--- Records for this task ---

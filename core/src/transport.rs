//! The network seam.
//!
//! `Rfetch` never opens a socket itself: it hands a resolved `HttpRequest`
//! to a `Transport` and classifies whatever `HttpResponse` comes back.
//! `UreqTransport` is the stock implementation; tests plug in their own.

use std::future::Future;
use std::time::Duration;

use ureq::{http, AsSendBody};
use url::form_urlencoded;

use crate::http::{HttpBody, HttpRequest, HttpResponse};

/// Sends a resolved request and returns the raw response.
///
/// Non-2xx statuses are data, not errors: an implementation only fails when
/// no response could be obtained at all.
pub trait Transport: Send + Sync {
    type Error: std::error::Error + Send + Sync + 'static;

    fn send(
        &self,
        request: HttpRequest,
    ) -> impl Future<Output = Result<HttpResponse, Self::Error>> + Send;
}

#[derive(Debug, thiserror::Error)]
pub enum UreqTransportError {
    #[error(transparent)]
    Ureq(#[from] ureq::Error),

    #[error(transparent)]
    Http(#[from] http::Error),

    #[error("blocking send task failed: {0}")]
    Join(#[from] tokio::task::JoinError),
}

/// Blocking `ureq` agent driven from a `spawn_blocking` task.
///
/// Status codes are returned as data (`http_status_as_error(false)`) so
/// that `Rfetch` decides what counts as a failure.
#[derive(Debug, Clone)]
pub struct UreqTransport {
    agent: ureq::Agent,
}

impl UreqTransport {
    pub fn new() -> Self {
        let agent = ureq::Agent::config_builder()
            .http_status_as_error(false)
            .build()
            .new_agent();
        Self { agent }
    }

    /// Use a preconfigured agent. It should have `http_status_as_error`
    /// disabled, otherwise 4xx/5xx surface as transport errors.
    pub fn with_agent(agent: ureq::Agent) -> Self {
        Self { agent }
    }
}

impl Default for UreqTransport {
    fn default() -> Self {
        Self::new()
    }
}

impl Transport for UreqTransport {
    type Error = UreqTransportError;

    async fn send(&self, request: HttpRequest) -> Result<HttpResponse, Self::Error> {
        let agent = self.agent.clone();
        tokio::task::spawn_blocking(move || execute(&agent, request)).await?
    }
}

fn execute(agent: &ureq::Agent, request: HttpRequest) -> Result<HttpResponse, UreqTransportError> {
    let HttpRequest { url, parts } = request;

    let mut builder = http::Request::builder()
        .method(parts.method.as_str())
        .uri(url.as_str());
    for (name, value) in &parts.headers {
        builder = builder.header(name.as_str(), value.as_str());
    }

    let body = match parts.body {
        Some(HttpBody::Text(text)) => Some(text),
        Some(HttpBody::Form(entries)) => Some(
            form_urlencoded::Serializer::new(String::new())
                .extend_pairs(entries)
                .finish(),
        ),
        None => None,
    };

    let mut response = match body {
        Some(body) => run(agent, builder.body(body)?, parts.timeout)?,
        None => run(agent, builder.body(())?, parts.timeout)?,
    };

    let status = response.status().as_u16();
    let headers = response
        .headers()
        .iter()
        .filter_map(|(name, value)| {
            value.to_str().ok().map(|v| (name.as_str().to_string(), v.to_string()))
        })
        .collect();
    let body = response.body_mut().read_to_string()?;

    Ok(HttpResponse { status, headers, body })
}

/// The timeout is request-scoped config, so the agent's own settings and
/// connection pool stay in play.
fn run<S: AsSendBody>(
    agent: &ureq::Agent,
    request: http::Request<S>,
    timeout: Option<Duration>,
) -> Result<http::Response<ureq::Body>, ureq::Error> {
    let request = match timeout {
        Some(timeout) => agent
            .configure_request(request)
            .timeout_global(Some(timeout))
            .build(),
        None => request,
    };
    agent.run(request)
}
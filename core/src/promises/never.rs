//! Futures that never complete, for exercising loading states by hand.

use std::future::{pending, Future, Pending};

use tracing::warn;

/// A future that stays pending forever.
pub fn never<T>() -> Pending<T> {
    pending()
}

/// Park a call site that would normally await `input`.
///
/// Logs one warning naming `input` so the placeholder is hard to ship by
/// accident. `input` is never polled.
pub fn never_with<F: Future>(input: &F) -> Pending<F::Output> {
    warn!(
        future = std::any::type_name::<F>(),
        address = ?std::ptr::from_ref(input),
        "future is being routed through `never`, make sure this does not get deployed"
    );
    pending()
}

---

#### [Task statement]
Across the entries above, state how many lines include the string "false", with no other text.

#### [Answer to this problem]
2